▸ **Directions for this task**
Scan the records for "gravity". Show the matching lines.

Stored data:
========================================
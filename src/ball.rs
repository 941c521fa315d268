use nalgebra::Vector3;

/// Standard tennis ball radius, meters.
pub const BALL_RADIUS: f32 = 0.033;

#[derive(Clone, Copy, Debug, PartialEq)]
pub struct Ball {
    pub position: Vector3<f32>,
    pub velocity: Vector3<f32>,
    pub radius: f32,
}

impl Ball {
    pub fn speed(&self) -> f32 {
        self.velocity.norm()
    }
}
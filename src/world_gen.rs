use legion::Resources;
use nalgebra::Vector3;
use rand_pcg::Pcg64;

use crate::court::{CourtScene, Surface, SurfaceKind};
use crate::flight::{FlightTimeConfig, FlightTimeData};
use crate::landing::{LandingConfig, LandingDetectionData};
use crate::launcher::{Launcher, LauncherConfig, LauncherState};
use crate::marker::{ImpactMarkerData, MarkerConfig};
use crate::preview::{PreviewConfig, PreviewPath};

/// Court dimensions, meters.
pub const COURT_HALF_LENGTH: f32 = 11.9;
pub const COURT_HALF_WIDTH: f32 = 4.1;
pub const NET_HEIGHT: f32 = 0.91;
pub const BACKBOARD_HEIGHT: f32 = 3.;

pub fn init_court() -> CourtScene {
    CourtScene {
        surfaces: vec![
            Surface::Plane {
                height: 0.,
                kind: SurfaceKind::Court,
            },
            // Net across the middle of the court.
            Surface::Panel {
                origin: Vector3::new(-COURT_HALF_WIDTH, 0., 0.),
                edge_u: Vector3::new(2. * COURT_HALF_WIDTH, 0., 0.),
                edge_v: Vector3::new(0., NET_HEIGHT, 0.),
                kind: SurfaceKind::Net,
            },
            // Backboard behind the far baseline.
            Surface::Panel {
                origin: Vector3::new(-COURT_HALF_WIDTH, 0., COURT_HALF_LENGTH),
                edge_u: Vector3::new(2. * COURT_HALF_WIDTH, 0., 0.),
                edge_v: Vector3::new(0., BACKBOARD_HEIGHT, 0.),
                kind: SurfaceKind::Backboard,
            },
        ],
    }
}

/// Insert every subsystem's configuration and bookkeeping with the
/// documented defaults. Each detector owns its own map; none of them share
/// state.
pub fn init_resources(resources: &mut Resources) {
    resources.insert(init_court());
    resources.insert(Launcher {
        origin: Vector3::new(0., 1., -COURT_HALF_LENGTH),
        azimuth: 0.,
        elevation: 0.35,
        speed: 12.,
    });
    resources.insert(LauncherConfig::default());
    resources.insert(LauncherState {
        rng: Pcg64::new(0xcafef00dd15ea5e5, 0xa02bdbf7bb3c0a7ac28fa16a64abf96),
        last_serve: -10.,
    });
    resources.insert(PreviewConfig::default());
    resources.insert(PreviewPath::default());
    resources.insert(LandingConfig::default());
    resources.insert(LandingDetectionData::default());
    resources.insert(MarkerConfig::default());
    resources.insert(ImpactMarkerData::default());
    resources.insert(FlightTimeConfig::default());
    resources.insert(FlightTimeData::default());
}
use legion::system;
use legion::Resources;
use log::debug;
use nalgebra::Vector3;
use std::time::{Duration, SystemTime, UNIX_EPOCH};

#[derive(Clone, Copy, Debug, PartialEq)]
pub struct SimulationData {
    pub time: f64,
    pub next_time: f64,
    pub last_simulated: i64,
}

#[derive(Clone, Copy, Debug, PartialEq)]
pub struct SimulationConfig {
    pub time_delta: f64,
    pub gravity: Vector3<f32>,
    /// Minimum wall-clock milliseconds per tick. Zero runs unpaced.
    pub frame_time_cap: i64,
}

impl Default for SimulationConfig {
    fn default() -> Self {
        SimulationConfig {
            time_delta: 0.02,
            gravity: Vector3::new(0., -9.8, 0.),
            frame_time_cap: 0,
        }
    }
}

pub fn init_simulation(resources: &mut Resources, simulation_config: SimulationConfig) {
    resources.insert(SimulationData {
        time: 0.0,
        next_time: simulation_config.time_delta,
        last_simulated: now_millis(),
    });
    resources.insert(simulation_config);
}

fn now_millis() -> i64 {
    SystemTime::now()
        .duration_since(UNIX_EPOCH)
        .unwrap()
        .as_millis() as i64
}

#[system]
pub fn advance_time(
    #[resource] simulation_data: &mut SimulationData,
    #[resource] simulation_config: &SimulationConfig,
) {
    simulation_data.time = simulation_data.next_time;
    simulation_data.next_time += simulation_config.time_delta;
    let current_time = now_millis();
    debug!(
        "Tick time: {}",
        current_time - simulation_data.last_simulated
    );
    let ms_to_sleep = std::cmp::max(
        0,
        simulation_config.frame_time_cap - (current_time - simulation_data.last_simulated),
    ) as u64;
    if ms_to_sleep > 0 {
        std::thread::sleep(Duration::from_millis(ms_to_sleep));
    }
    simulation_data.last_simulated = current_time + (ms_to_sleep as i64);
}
========================================
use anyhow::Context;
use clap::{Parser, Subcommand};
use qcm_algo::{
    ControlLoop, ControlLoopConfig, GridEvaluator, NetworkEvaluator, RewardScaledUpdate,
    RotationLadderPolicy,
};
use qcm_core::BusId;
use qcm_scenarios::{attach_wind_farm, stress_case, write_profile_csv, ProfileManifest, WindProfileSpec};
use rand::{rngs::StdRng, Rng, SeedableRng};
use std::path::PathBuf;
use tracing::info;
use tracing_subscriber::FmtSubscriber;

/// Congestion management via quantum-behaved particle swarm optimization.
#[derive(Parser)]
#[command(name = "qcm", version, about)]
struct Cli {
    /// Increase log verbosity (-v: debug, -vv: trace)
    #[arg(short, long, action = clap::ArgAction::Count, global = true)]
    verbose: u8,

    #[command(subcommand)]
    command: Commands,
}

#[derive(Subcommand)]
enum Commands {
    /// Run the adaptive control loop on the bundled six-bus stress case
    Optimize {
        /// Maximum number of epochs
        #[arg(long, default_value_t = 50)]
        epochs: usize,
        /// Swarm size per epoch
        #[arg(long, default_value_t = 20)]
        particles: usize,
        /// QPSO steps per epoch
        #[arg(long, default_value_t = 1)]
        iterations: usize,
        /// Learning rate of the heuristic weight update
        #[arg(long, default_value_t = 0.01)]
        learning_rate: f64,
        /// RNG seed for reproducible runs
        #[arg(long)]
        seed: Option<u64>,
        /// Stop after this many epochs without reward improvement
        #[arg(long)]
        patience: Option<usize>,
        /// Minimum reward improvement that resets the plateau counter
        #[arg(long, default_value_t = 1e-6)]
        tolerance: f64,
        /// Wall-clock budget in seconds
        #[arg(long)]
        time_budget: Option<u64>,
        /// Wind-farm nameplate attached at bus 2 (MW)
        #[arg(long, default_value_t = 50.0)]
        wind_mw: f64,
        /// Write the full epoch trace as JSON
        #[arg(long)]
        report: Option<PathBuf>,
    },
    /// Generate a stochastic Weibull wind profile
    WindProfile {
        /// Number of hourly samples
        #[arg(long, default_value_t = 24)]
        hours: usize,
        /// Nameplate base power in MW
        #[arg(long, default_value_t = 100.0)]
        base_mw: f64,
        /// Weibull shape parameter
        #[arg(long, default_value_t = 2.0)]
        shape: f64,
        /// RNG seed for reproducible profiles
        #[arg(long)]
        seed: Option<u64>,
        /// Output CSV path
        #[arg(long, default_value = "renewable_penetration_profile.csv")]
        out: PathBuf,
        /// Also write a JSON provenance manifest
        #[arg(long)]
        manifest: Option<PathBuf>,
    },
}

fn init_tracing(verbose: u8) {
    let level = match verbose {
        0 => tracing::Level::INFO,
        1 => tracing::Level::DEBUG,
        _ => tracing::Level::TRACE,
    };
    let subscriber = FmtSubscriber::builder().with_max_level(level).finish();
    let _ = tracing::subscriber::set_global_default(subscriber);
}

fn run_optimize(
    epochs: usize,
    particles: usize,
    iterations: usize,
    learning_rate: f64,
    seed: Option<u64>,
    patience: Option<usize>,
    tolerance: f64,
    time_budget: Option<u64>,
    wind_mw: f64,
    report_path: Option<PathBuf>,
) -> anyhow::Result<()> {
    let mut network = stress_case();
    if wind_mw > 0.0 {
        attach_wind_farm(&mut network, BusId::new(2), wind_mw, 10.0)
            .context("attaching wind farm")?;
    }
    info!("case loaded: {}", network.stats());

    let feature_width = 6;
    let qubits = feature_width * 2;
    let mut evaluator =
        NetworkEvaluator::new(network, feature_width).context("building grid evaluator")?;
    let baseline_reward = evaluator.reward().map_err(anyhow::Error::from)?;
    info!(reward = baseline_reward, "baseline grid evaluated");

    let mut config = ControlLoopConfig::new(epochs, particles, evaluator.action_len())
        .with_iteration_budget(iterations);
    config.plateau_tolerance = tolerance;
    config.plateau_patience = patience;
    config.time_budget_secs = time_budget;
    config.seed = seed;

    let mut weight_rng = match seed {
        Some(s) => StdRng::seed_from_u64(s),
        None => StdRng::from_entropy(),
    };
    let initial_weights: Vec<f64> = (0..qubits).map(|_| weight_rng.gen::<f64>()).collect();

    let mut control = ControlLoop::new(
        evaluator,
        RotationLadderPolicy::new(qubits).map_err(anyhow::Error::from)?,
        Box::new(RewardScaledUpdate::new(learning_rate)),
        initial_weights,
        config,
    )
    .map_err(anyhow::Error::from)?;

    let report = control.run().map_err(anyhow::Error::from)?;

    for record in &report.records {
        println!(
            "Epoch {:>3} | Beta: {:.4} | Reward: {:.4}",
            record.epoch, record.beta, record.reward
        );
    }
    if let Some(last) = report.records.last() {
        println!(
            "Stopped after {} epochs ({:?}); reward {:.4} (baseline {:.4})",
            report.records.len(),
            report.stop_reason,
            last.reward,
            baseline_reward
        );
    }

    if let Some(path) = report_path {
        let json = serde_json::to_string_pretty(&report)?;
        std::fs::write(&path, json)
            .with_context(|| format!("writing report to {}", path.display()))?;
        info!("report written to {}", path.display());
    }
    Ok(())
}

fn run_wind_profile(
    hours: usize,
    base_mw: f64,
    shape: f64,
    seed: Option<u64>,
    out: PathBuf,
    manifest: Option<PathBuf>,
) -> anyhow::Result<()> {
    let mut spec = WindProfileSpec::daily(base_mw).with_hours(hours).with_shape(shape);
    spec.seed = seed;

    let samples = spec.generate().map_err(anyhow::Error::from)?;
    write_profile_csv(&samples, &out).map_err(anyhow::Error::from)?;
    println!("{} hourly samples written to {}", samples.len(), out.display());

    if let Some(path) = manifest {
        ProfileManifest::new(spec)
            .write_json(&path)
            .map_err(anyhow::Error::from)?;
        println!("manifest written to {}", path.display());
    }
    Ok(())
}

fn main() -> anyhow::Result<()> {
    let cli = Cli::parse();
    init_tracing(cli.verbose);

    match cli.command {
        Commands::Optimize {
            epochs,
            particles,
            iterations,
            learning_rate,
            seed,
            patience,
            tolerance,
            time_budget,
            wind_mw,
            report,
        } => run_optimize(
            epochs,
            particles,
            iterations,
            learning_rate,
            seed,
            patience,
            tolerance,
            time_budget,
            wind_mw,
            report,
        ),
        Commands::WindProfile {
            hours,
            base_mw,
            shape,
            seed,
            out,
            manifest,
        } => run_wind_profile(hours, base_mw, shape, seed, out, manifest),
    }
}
========================================
▸ **Exercise answer**
    pub gravity: Vector3<f32>,
            gravity: Vector3::new(0., -9.8, 0.),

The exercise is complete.